The Dark and the Wicked follows two siblings, Louise (Marin Ireland, Hell or High Water, The Umbrella Academy) and Michael (Michael Abbott Jr., The Death of Dick Long), as they return home to care for their dying father (Michael Zagst, Divine Access) and a mother (Julie Oliver-Touchstone, Preacher, Backroad) who’s unravling at the seams. Grief can do downright bizarre things to a person; such a tremendous feeling of loss often causes family to become total prisoners to the emotion and the inevitable. Lying comatose and barely breathing, the father’s presence hangs like thick sap over the entire picture, and it is often in the softer moments that ring the most terrifying. Death itself is the most frightening experience a human being will ever face.

Bertino, known for such films as The Strangers and The Monster, tricks you into becoming complacent. You think what you’re witnessing is your usual, run-of-the-mill posession story, but within the first 17-18 minutes, the writer/director brings the viewer to their knees. The first act’s violent trauma burns like hot embers that’ll never die, and this set-up can never be erased from memory. When other mudane things start to go amiss, like a kitchen chair moving on its own or the front door standing wide open, sorrow and mental exhaustion spill like glasses of milk into the real world.
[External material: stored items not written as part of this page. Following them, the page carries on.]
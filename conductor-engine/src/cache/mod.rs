// Cache Store
// Content-addressed key -> blob store used to skip redundant step work

use crate::error::CacheError;

use sha2::{Digest, Sha256};
use std::collections::HashMap;
use std::fs;
use std::path::{Path, PathBuf};
use std::sync::Arc;
use std::time::SystemTime;
use tokio::sync::RwLock;
use tracing::debug;

/// Configuration for the cache store.
#[derive(Debug, Clone)]
pub struct CacheConfig {
    /// Directory blobs are persisted under (default: ~/.conductor/cache/)
    pub cache_dir: PathBuf,

    /// Whether to persist blobs to disk at all
    pub persist: bool,
}

impl Default for CacheConfig {
    fn default() -> Self {
        let cache_dir = dirs::home_dir()
            .unwrap_or_else(|| PathBuf::from("."))
            .join(".conductor")
            .join("cache");

        Self {
            cache_dir,
            persist: true,
        }
    }
}

/// A cached entry: the blob plus the digest it is addressed by.
#[derive(Debug, Clone)]
pub struct CacheEntry {
    pub key: String,
    pub digest: String,
    pub blob: Vec<u8>,
    pub created_at: SystemTime,
}

/// Shared cache store.
///
/// Safe for concurrent readers and writers across in-flight job instances.
/// `put` is idempotent under key collision with identical content; a
/// collision with differing content surfaces as [`CacheError::Corruption`]
/// and the caller bypasses the key. A miss is never an error.
#[derive(Debug)]
pub struct CacheStore {
    config: CacheConfig,
    /// In-memory index of loaded entries
    index: Arc<RwLock<HashMap<String, CacheEntry>>>,
}

impl CacheStore {
    /// Create a cache store with default configuration.
    pub fn new() -> Self {
        Self::with_config(CacheConfig::default())
    }

    /// Create a cache store with custom configuration.
    pub fn with_config(config: CacheConfig) -> Self {
        Self {
            config,
            index: Arc::new(RwLock::new(HashMap::new())),
        }
    }

    /// Create a cache store persisting under a specific directory.
    pub fn with_cache_dir(cache_dir: impl AsRef<Path>) -> Self {
        Self::with_config(CacheConfig {
            cache_dir: cache_dir.as_ref().to_path_buf(),
            persist: true,
        })
    }

    /// Create a purely in-memory store (nothing touches disk).
    pub fn in_memory() -> Self {
        Self::with_config(CacheConfig {
            cache_dir: PathBuf::new(),
            persist: false,
        })
    }

    pub fn cache_dir(&self) -> &Path {
        &self.config.cache_dir
    }

    /// Hex SHA-256 digest of a blob.
    pub fn content_digest(blob: &[u8]) -> String {
        hex::encode(Sha256::digest(blob))
    }

    /// Fold the contents of the given files (relative to `base`) into a
    /// short hex digest for cache key derivation. Files are hashed in the
    /// declared order; a missing file hashes as absent rather than failing,
    /// so a bad path only changes the key.
    pub fn digest_inputs(base: &Path, inputs: &[PathBuf]) -> String {
        let mut hasher = Sha256::new();
        for input in inputs {
            hasher.update(input.to_string_lossy().as_bytes());
            match fs::read(base.join(input)) {
                Ok(bytes) => {
                    hasher.update([1u8]);
                    hasher.update(&bytes);
                }
                Err(_) => hasher.update([0u8]),
            }
        }
        hex::encode(&hasher.finalize()[..8])
    }

    /// Look up a key. Checks the in-memory index first, then the on-disk
    /// blob. Returns the blob on a hit, `None` on a miss.
    pub async fn get(&self, key: &str) -> Option<Vec<u8>> {
        {
            let index = self.index.read().await;
            if let Some(entry) = index.get(key) {
                return Some(entry.blob.clone());
            }
        }

        if !self.config.persist {
            return None;
        }

        let path = self.blob_path(key);
        let blob = fs::read(&path).ok()?;
        debug!(key, path = %path.display(), "cache entry loaded from disk");

        let entry = CacheEntry {
            key: key.to_string(),
            digest: Self::content_digest(&blob),
            blob: blob.clone(),
            created_at: SystemTime::now(),
        };
        self.index.write().await.insert(key.to_string(), entry);

        Some(blob)
    }

    /// Store a blob under a key.
    ///
    /// Storing identical content under an existing key is a no-op; differing
    /// content is a corruption error, left to the caller to surface.
    pub async fn put(&self, key: &str, blob: &[u8]) -> Result<(), CacheError> {
        let digest = Self::content_digest(blob);

        let mut index = self.index.write().await;

        if let Some(existing) = index.get(key) {
            if existing.digest == digest {
                return Ok(());
            }
            return Err(CacheError::Corruption {
                key: key.to_string(),
            });
        }

        if self.config.persist {
            let path = self.blob_path(key);
            if let Ok(existing) = fs::read(&path) {
                if Self::content_digest(&existing) != digest {
                    return Err(CacheError::Corruption {
                        key: key.to_string(),
                    });
                }
            } else {
                fs::create_dir_all(&self.config.cache_dir)?;
                // Write-then-rename: a concurrent reader sees a miss or the
                // complete blob, never a partial one
                let tmp = path.with_extension(format!("tmp-{}", std::process::id()));
                fs::write(&tmp, blob)?;
                fs::rename(&tmp, &path)?;
            }
        }

        index.insert(
            key.to_string(),
            CacheEntry {
                key: key.to_string(),
                digest,
                blob: blob.to_vec(),
                created_at: SystemTime::now(),
            },
        );

        Ok(())
    }

    /// Remove every cached blob (disk and memory).
    pub async fn clear(&self) -> Result<(), CacheError> {
        self.index.write().await.clear();
        if self.config.persist && self.config.cache_dir.exists() {
            fs::remove_dir_all(&self.config.cache_dir)?;
        }
        Ok(())
    }

    /// On-disk location for a key's blob. Keys are addressed by their own
    /// digest so arbitrary key strings stay filesystem-safe.
    fn blob_path(&self, key: &str) -> PathBuf {
        let name = hex::encode(Sha256::digest(key.as_bytes()));
        self.config.cache_dir.join(format!("{}.blob", &name[..32]))
    }
}

impl Default for CacheStore {
    fn default() -> Self {
        Self::new()
    }
}

#[cfg(test)]
mod tests {
    use super::*;

    #[tokio::test]
    async fn test_round_trip() {
        let cache = CacheStore::in_memory();
        cache.put("deps-stable", b"blob contents").await.unwrap();
        assert_eq!(
            cache.get("deps-stable").await,
            Some(b"blob contents".to_vec())
        );
    }

    #[tokio::test]
    async fn test_miss_returns_none() {
        let cache = CacheStore::in_memory();
        assert_eq!(cache.get("absent").await, None);
    }

    #[tokio::test]
    async fn test_put_is_idempotent_for_identical_content() {
        let cache = CacheStore::in_memory();
        cache.put("key", b"same").await.unwrap();
        cache.put("key", b"same").await.unwrap();
        assert_eq!(cache.get("key").await, Some(b"same".to_vec()));
    }

    #[tokio::test]
    async fn test_differing_content_is_corruption() {
        let cache = CacheStore::in_memory();
        cache.put("key", b"one").await.unwrap();
        let result = cache.put("key", b"two").await;
        assert!(matches!(result, Err(CacheError::Corruption { key }) if key == "key"));

        // The original content survives
        assert_eq!(cache.get("key").await, Some(b"one".to_vec()));
    }

    #[tokio::test]
    async fn test_blobs_persist_across_store_instances() {
        let dir = tempfile::tempdir().unwrap();

        let cache = CacheStore::with_cache_dir(dir.path());
        cache.put("deps", b"persisted").await.unwrap();

        let reopened = CacheStore::with_cache_dir(dir.path());
        assert_eq!(reopened.get("deps").await, Some(b"persisted".to_vec()));
    }

    #[tokio::test]
    async fn test_disk_corruption_detected_on_put() {
        let dir = tempfile::tempdir().unwrap();

        let first = CacheStore::with_cache_dir(dir.path());
        first.put("deps", b"one").await.unwrap();

        // A fresh store with an empty index still sees the disk blob
        let second = CacheStore::with_cache_dir(dir.path());
        let result = second.put("deps", b"two").await;
        assert!(matches!(result, Err(CacheError::Corruption { .. })));
    }

    #[tokio::test]
    async fn test_concurrent_identical_puts_all_succeed() {
        let cache = Arc::new(CacheStore::in_memory());

        let mut handles = Vec::new();
        for _ in 0..8 {
            let cache = cache.clone();
            handles.push(tokio::spawn(async move {
                cache.put("shared", b"same blob").await
            }));
        }
        for handle in handles {
            handle.await.unwrap().unwrap();
        }

        assert_eq!(cache.get("shared").await, Some(b"same blob".to_vec()));
    }

    #[test]
    fn test_digest_inputs_is_deterministic_and_content_sensitive() {
        let dir = tempfile::tempdir().unwrap();
        fs::write(dir.path().join("Cargo.lock"), "lockfile v1").unwrap();

        let inputs = vec![PathBuf::from("Cargo.lock")];
        let a = CacheStore::digest_inputs(dir.path(), &inputs);
        let b = CacheStore::digest_inputs(dir.path(), &inputs);
        assert_eq!(a, b);

        fs::write(dir.path().join("Cargo.lock"), "lockfile v2").unwrap();
        let c = CacheStore::digest_inputs(dir.path(), &inputs);
        assert_ne!(a, c);
    }

    #[test]
    fn test_digest_inputs_tolerates_missing_files() {
        let dir = tempfile::tempdir().unwrap();
        let inputs = vec![PathBuf::from("not-there.lock")];
        let a = CacheStore::digest_inputs(dir.path(), &inputs);
        let b = CacheStore::digest_inputs(dir.path(), &inputs);
        assert_eq!(a, b);
    }
}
Louise and Michael soon must confront their own grief, whether they’re ready to or not, and combat against the natural inclination to be consumed by it.

The Dark and the Wicked swings its pendulum across to a distinctly constasting approach than Relic, one fully beholden to a literal interpretation ⏤ yet the malevolent entity, whatever it might actually be, still takes a backseat. Rather, it’s very existence looms over the characters but rarely in its own unique form. And that’s essential to its thrill. This catastrophic epic ⏤ anchored with a powerful lead from Ireland ⏤ wields a sharp blade around how death ravages an entire family. It’s not just about a spouse or child grieving; it’s the deep, inescapable imprint of trauma itself.